Repeat everything in the listing below. Keep each line exact.

[Materials provided]

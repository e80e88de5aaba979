use lostfound_core::error::CoreError;
use lostfound_core::match_filter::{self, MatchFilter, DEFAULT_SIMILARITY_THRESHOLD};
use lostfound_core::matching::{DEFAULT_MATCH_LIMIT, DEFAULT_SEARCH_LIMIT, MAX_SEARCH_LIMIT};

/// Matching configuration loaded from environment variables.
///
/// All fields have defaults matching the tuned production values.
#[derive(Debug, Clone)]
pub struct MatchingConfig {
    /// Minimum combined score for a candidate match (default: `0.7`).
    pub similarity_threshold: f64,
    /// Candidates persisted per submission (default: `10`).
    pub match_limit: usize,
    /// Search results returned when the caller gives no limit (default: `20`).
    pub search_limit: usize,
}

impl MatchingConfig {
    /// Load configuration from environment variables with defaults.
    ///
    /// | Env Var                | Default |
    /// |------------------------|---------|
    /// | `SIMILARITY_THRESHOLD` | `0.7`   |
    /// | `MATCH_LIMIT`          | `10`    |
    /// | `SEARCH_LIMIT`         | `20`    |
    pub fn from_env() -> Result<Self, CoreError> {
        Self::from_lookup(|key| std::env::var(key).ok())
    }

    /// Load configuration from an arbitrary key lookup.
    pub fn from_lookup<F>(lookup: F) -> Result<Self, CoreError>
    where
        F: Fn(&str) -> Option<String>,
    {
        let similarity_threshold = match lookup("SIMILARITY_THRESHOLD") {
            Some(raw) => raw.trim().parse::<f64>().map_err(|_| {
                CoreError::Validation(format!("SIMILARITY_THRESHOLD must be a number, got '{raw}'"))
            })?,
            None => DEFAULT_SIMILARITY_THRESHOLD,
        };
        match_filter::validate_threshold(similarity_threshold)?;

        let match_limit = parse_limit(&lookup, "MATCH_LIMIT", DEFAULT_MATCH_LIMIT)?;
        let search_limit = parse_limit(&lookup, "SEARCH_LIMIT", DEFAULT_SEARCH_LIMIT)?
            .clamp(1, MAX_SEARCH_LIMIT);

        Ok(Self {
            similarity_threshold,
            match_limit,
            search_limit,
        })
    }

    /// The metadata filter configured with this threshold.
    pub fn filter(&self) -> MatchFilter {
        MatchFilter::new(self.similarity_threshold)
    }
}

impl Default for MatchingConfig {
    fn default() -> Self {
        Self {
            similarity_threshold: DEFAULT_SIMILARITY_THRESHOLD,
            match_limit: DEFAULT_MATCH_LIMIT,
            search_limit: DEFAULT_SEARCH_LIMIT,
        }
    }
}

fn parse_limit<F>(lookup: &F, key: &str, default: usize) -> Result<usize, CoreError>
where
    F: Fn(&str) -> Option<String>,
{
    let Some(raw) = lookup(key) else {
        return Ok(default);
    };
    match raw.trim().parse::<usize>() {
        Ok(value) if value > 0 => Ok(value),
        _ => Err(CoreError::Validation(format!(
            "{key} must be a positive integer, got '{raw}'"
        ))),
    }
}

[/Materials provided]

> [Exercise response]
repository e80e88de5aaba979
use lostfound_core::error::CoreError;
use lostfound_core::match_filter::{self, MatchFilter, DEFAULT_SIMILARITY_THRESHOLD};
use lostfound_core::matching::{DEFAULT_MATCH_LIMIT, DEFAULT_SEARCH_LIMIT, MAX_SEARCH_LIMIT};

/// Matching configuration loaded from environment variables.
///
/// All fields have defaults matching the tuned production values.
#[derive(Debug, Clone)]
pub struct MatchingConfig {
    /// Minimum combined score for a candidate match (default: `0.7`).
    pub similarity_threshold: f64,
    /// Candidates persisted per submission (default: `10`).
    pub match_limit: usize,
    /// Search results returned when the caller gives no limit (default: `20`).
    pub search_limit: usize,
}

impl MatchingConfig {
    /// Load configuration from environment variables with defaults.
    ///
    /// | Env Var                | Default |
    /// |------------------------|---------|
    /// | `SIMILARITY_THRESHOLD` | `0.7`   |
    /// | `MATCH_LIMIT`          | `10`    |
    /// | `SEARCH_LIMIT`         | `20`    |
    pub fn from_env() -> Result<Self, CoreError> {
        Self::from_lookup(|key| std::env::var(key).ok())
    }

    /// Load configuration from an arbitrary key lookup.
    pub fn from_lookup<F>(lookup: F) -> Result<Self, CoreError>
    where
        F: Fn(&str) -> Option<String>,
    {
        let similarity_threshold = match lookup("SIMILARITY_THRESHOLD") {
            Some(raw) => raw.trim().parse::<f64>().map_err(|_| {
                CoreError::Validation(format!("SIMILARITY_THRESHOLD must be a number, got '{raw}'"))
            })?,
            None => DEFAULT_SIMILARITY_THRESHOLD,
        };
        match_filter::validate_threshold(similarity_threshold)?;

        let match_limit = parse_limit(&lookup, "MATCH_LIMIT", DEFAULT_MATCH_LIMIT)?;
        let search_limit = parse_limit(&lookup, "SEARCH_LIMIT", DEFAULT_SEARCH_LIMIT)?
            .clamp(1, MAX_SEARCH_LIMIT);

        Ok(Self {
            similarity_threshold,
            match_limit,
            search_limit,
        })
    }

    /// The metadata filter configured with this threshold.
    pub fn filter(&self) -> MatchFilter {
        MatchFilter::new(self.similarity_threshold)
    }
}

impl Default for MatchingConfig {
    fn default() -> Self {
        Self {
            similarity_threshold: DEFAULT_SIMILARITY_THRESHOLD,
            match_limit: DEFAULT_MATCH_LIMIT,
            search_limit: DEFAULT_SEARCH_LIMIT,
        }
    }
}

fn parse_limit<F>(lookup: &F, key: &str, default: usize) -> Result<usize, CoreError>
where
    F: Fn(&str) -> Option<String>,
{
    let Some(raw) = lookup(key) else {
        return Ok(default);
    };
    match raw.trim().parse::<usize>() {
        Ok(value) if value > 0 => Ok(value),
        _ => Err(CoreError::Validation(format!(
            "{key} must be a positive integer, got '{raw}'"
        ))),
    }
}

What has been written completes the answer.